Problem description
Copy each line from the records below in which the word "dataset" is found.
[Start of section]
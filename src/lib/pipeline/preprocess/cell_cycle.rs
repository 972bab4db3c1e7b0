//! Cell-cycle phase scoring from S and G2/M marker genes

use crate::core::error::{Result, ScprepError};
use crate::core::sparse::SparseOps;
use crate::pipeline::anndata_ops::AnnDataContainer;
use log::{info, warn};
use polars::prelude::*;
use rand::rngs::StdRng;
use rand::seq::SliceRandom;
use rand::SeedableRng;
use rayon::prelude::*;
use rustc_hash::FxHashMap;
use std::collections::BTreeSet;
use std::str::FromStr;

/// S-phase markers (Tirosh et al. 2016), human symbols.
pub const S_GENES: &[&str] = &[
    "MCM5", "PCNA", "TYMS", "FEN1", "MCM2", "MCM4", "RRM1", "UNG", "GINS2", "MCM6", "CDCA7",
    "DTL", "PRIM1", "UHRF1", "MLF1IP", "HELLS", "RFC2", "RPA2", "NASP", "RAD51AP1", "GMNN",
    "WDR76", "SLBP", "CCNE2", "UBR7", "POLD3", "MSH2", "ATAD2", "RAD51", "RRM2", "CDC45",
    "CDC6", "EXO1", "TIPIN", "DSCC1", "BLM", "CASP8AP2", "USP1", "CLSPN", "POLA1", "CHAF1B",
    "BRIP1", "E2F8",
];

/// G2/M-phase markers (Tirosh et al. 2016), human symbols.
pub const G2M_GENES: &[&str] = &[
    "HMGB2", "CDK1", "NUSAP1", "UBE2C", "BIRC5", "TPX2", "TOP2A", "NDC80", "CKS2", "NUF2",
    "CKS1B", "MKI67", "TMPO", "CENPF", "TACC3", "FAM64A", "SMC4", "CCNB2", "CKAP2L", "CKAP2",
    "AURKB", "BUB1", "KIF11", "ANP32E", "TUBB4B", "GTSE1", "KIF20B", "HJURP", "CDCA3", "HN1",
    "CDC20", "TTK", "CDC25C", "KIF2C", "RANGAP1", "NCAPD2", "DLGAP5", "CDCA2", "CDCA8", "ECT2",
    "KIF23", "HMMR", "AURKA", "PSRC1", "ANLN", "LBR", "CKAP5", "CENPE", "CTCF", "NEK2", "G2E3",
    "GAS2L3", "CBX5", "CENPA",
];

const N_EXPRESSION_BINS: usize = 25;
const CONTROL_SEED: u64 = 0;

#[derive(Debug, Clone, Copy, PartialEq, Eq)]
pub enum Organism {
    Human,
    Mouse,
}

impl Organism {
    /// Marker symbol in this organism's nomenclature.
    pub fn symbol(&self, human: &str) -> String {
        match self {
            Organism::Human => human.to_string(),
            Organism::Mouse => {
                let mut chars = human.chars();
                match chars.next() {
                    Some(first) => first
                        .to_uppercase()
                        .chain(chars.flat_map(char::to_lowercase))
                        .collect(),
                    None => String::new(),
                }
            }
        }
    }
}

impl FromStr for Organism {
    type Err = String;

    fn from_str(s: &str) -> std::result::Result<Self, Self::Err> {
        match s.to_ascii_lowercase().as_str() {
            "human" => Ok(Organism::Human),
            "mouse" => Ok(Organism::Mouse),
            other => Err(format!("Unknown organism '{}': expected human or mouse", other)),
        }
    }
}

/// Phase label from a pair of scores.
pub fn assign_phase(s_score: f64, g2m_score: f64) -> &'static str {
    if s_score < 0.0 && g2m_score < 0.0 {
        "G1"
    } else if s_score >= g2m_score {
        "S"
    } else {
        "G2M"
    }
}

/// Per-cell score of a gene set against expression-matched control genes.
///
/// Genes are split into `n_bins` bins by mean expression. For every bin that
/// holds a listed gene, `ctrl_size` genes are drawn from the whole bin and the
/// unlisted ones join the control set. The score is the mean over listed genes minus the mean over
/// control genes.
pub fn score_genes(
    adata: &AnnDataContainer,
    genes: &[String],
    ctrl_size: usize,
    n_bins: usize,
    rng: &mut StdRng,
) -> Result<Vec<f64>> {
    let x = adata.x_required("gene scoring")?;

    let var_index: FxHashMap<&str, usize> = adata
        .var_names
        .iter()
        .enumerate()
        .map(|(idx, name)| (name.as_str(), idx))
        .collect();
    let listed: BTreeSet<usize> = genes
        .iter()
        .filter_map(|g| var_index.get(g.as_str()).copied())
        .collect();
    if listed.is_empty() {
        return Err(ScprepError::InvalidInput(
            "No genes of the scoring list are present in the dataset".to_string(),
        ));
    }
    if listed.len() < genes.len() {
        warn!(
            "{} of {} scoring genes are absent from the dataset",
            genes.len() - listed.len(),
            genes.len()
        );
    }

    let means = SparseOps::column_moments(x, None, |v| v).means;
    let cuts = expression_cuts(&means, n_bins);

    let control = control_genes(&cuts, &listed, ctrl_size, rng);
    if control.is_empty() {
        warn!("No control genes available, scoring against zero");
    }

    let in_list: Vec<bool> = (0..means.len()).map(|g| listed.contains(&g)).collect();
    let in_control: Vec<bool> = (0..means.len()).map(|g| control.contains(&g)).collect();
    let n_listed = listed.len() as f64;
    let n_control = control.len() as f64;

    Ok((0..x.nrows())
        .into_par_iter()
        .map(|row_idx| {
            let row = x.row(row_idx);
            let (mut list_sum, mut control_sum) = (0.0, 0.0);
            for (&col, &val) in row.col_indices().iter().zip(row.values()) {
                if in_list[col] {
                    list_sum += val;
                } else if in_control[col] {
                    control_sum += val;
                }
            }
            let control_mean = if n_control > 0.0 {
                control_sum / n_control
            } else {
                0.0
            };
            list_sum / n_listed - control_mean
        })
        .collect())
}

/// Draws up to `ctrl_size` genes from every bin holding a listed gene, then
/// drops the listed genes from the draw.
fn control_genes(
    cuts: &[usize],
    listed: &BTreeSet<usize>,
    ctrl_size: usize,
    rng: &mut StdRng,
) -> BTreeSet<usize> {
    let listed_cuts: BTreeSet<usize> = listed.iter().map(|&g| cuts[g]).collect();
    let mut control = BTreeSet::new();
    for cut in listed_cuts {
        let bin: Vec<usize> = (0..cuts.len()).filter(|&g| cuts[g] == cut).collect();
        if bin.len() > ctrl_size {
            control.extend(bin.choose_multiple(rng, ctrl_size).copied());
        } else {
            control.extend(bin);
        }
    }
    control.retain(|g| !listed.contains(g));
    control
}

/// Bin index per gene: min-rank of its mean divided by the bin size.
fn expression_cuts(means: &[f64], n_bins: usize) -> Vec<usize> {
    let n = means.len();
    let per_bin = ((n as f64 / (n_bins.max(2) - 1) as f64).round() as usize).max(1);

    let mut order: Vec<usize> = (0..n).collect();
    order.sort_by(|&a, &b| {
        means[a]
            .partial_cmp(&means[b])
            .unwrap_or(std::cmp::Ordering::Equal)
    });

    let mut cuts = vec![0; n];
    let mut min_rank = 1;
    for (pos, &g) in order.iter().enumerate() {
        if pos == 0 || means[g] != means[order[pos - 1]] {
            min_rank = pos + 1;
        }
        cuts[g] = min_rank / per_bin;
    }
    cuts
}

/// Score S and G2/M programs and write `S_score`, `G2M_score` and `phase` to obs.
pub fn score_cell_cycle(adata: &mut AnnDataContainer, organism: Organism) -> Result<()> {
    let s_genes: Vec<String> = S_GENES.iter().map(|g| organism.symbol(g)).collect();
    let g2m_genes: Vec<String> = G2M_GENES.iter().map(|g| organism.symbol(g)).collect();
    let ctrl_size = s_genes.len().min(g2m_genes.len());

    let mut rng = StdRng::seed_from_u64(CONTROL_SEED);
    let s_scores = score_genes(adata, &s_genes, ctrl_size, N_EXPRESSION_BINS, &mut rng)?;
    let g2m_scores = score_genes(adata, &g2m_genes, ctrl_size, N_EXPRESSION_BINS, &mut rng)?;

    let phases: Vec<&str> = s_scores
        .iter()
        .zip(&g2m_scores)
        .map(|(&s, &g2m)| assign_phase(s, g2m))
        .collect();
    let count = |phase: &str| phases.iter().filter(|p| **p == phase).count();
    info!(
        "Cell-cycle phases: G1={}, S={}, G2M={}",
        count("G1"),
        count("S"),
        count("G2M")
    );

    adata.set_obs_column(Series::new("S_score".into(), s_scores))?;
    adata.set_obs_column(Series::new("G2M_score".into(), g2m_scores))?;
    adata.set_obs_column(Series::new("phase".into(), phases))?;
    Ok(())
}

#[cfg(test)]
mod tests {
    use super::*;
    use crate::pipeline::anndata_ops::test_support::dense_container;

    #[test]
    fn marker_lists_have_expected_sizes() {
        assert_eq!(S_GENES.len(), 43);
        assert_eq!(G2M_GENES.len(), 54);
    }

    #[test]
    fn mouse_symbols_are_title_cased() {
        assert_eq!(Organism::Mouse.symbol("MCM5"), "Mcm5");
        assert_eq!(Organism::Mouse.symbol("MLF1IP"), "Mlf1ip");
        assert_eq!(Organism::Human.symbol("MCM5"), "MCM5");
        assert_eq!("Mouse".parse::<Organism>(), Ok(Organism::Mouse));
        assert!("yeast".parse::<Organism>().is_err());
    }

    #[test]
    fn phase_rules() {
        assert_eq!(assign_phase(-0.1, -0.2), "G1");
        assert_eq!(assign_phase(0.3, 0.3), "S");
        assert_eq!(assign_phase(-0.1, 0.2), "G2M");
    }

    #[test]
    fn score_subtracts_matched_control() {
        // A and B tie on mean expression, so B is A's only control gene.
        let adata = dense_container(
            &[vec![2.0, 0.0, 5.0], vec![0.0, 2.0, 5.0]],
            &["A", "B", "C"],
        );
        let mut rng = StdRng::seed_from_u64(0);
        let scores = score_genes(&adata, &["A".to_string()], 5, 25, &mut rng).unwrap();
        assert_eq!(scores, vec![2.0, -2.0]);
    }

    #[test]
    fn control_draw_covers_whole_bin_before_dropping_listed() {
        // one bin of six genes, two of them listed
        let cuts = vec![0; 6];
        let listed: BTreeSet<usize> = [0, 1].into_iter().collect();

        let mut rng = StdRng::seed_from_u64(7);
        let control = control_genes(&cuts, &listed, 3, &mut rng);

        let mut replay = StdRng::seed_from_u64(7);
        let bin: Vec<usize> = (0..6).collect();
        let expected: BTreeSet<usize> = bin
            .choose_multiple(&mut replay, 3)
            .copied()
            .filter(|g| !listed.contains(g))
            .collect();
        assert_eq!(control, expected);
        assert!(control.len() <= 3);
        assert!(control.iter().all(|g| !listed.contains(g)));
    }

    #[test]
    fn small_bins_keep_every_unlisted_gene() {
        let cuts = vec![0, 0, 0, 1, 1];
        let listed: BTreeSet<usize> = [0].into_iter().collect();
        let mut rng = StdRng::seed_from_u64(0);
        let control = control_genes(&cuts, &listed, 5, &mut rng);
        assert_eq!(control.into_iter().collect::<Vec<_>>(), vec![1, 2]);
    }

    #[test]
    fn unknown_genes_only_is_invalid() {
        let adata = dense_container(&[vec![1.0]], &["A"]);
        let mut rng = StdRng::seed_from_u64(0);
        assert!(matches!(
            score_genes(&adata, &["ZZZ".to_string()], 5, 25, &mut rng),
            Err(ScprepError::InvalidInput(_))
        ));
    }

    #[test]
    fn phases_written_to_obs() {
        let adata_rows = vec![
            vec![3.0, 0.0, 1.0, 2.0],
            vec![0.0, 0.0, 1.0, 2.0],
            vec![0.0, 6.0, 1.0, 2.0],
        ];
        let mut adata = dense_container(&adata_rows, &["MCM5", "CDK1", "X1", "X2"]);
        score_cell_cycle(&mut adata, Organism::Human).unwrap();

        assert_eq!(adata.obs_numeric("S_score").unwrap(), vec![2.0, -1.0, -1.0]);
        assert_eq!(adata.obs_numeric("G2M_score").unwrap(), vec![-2.0, -2.0, 4.0]);
        assert_eq!(adata.obs_strings("phase").unwrap(), vec!["S", "G1", "G2M"]);
    }
}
[End of section]
Result for this exercise
            "No genes of the scoring list are present in the dataset".to_string(),
            "{} of {} scoring genes are absent from the dataset",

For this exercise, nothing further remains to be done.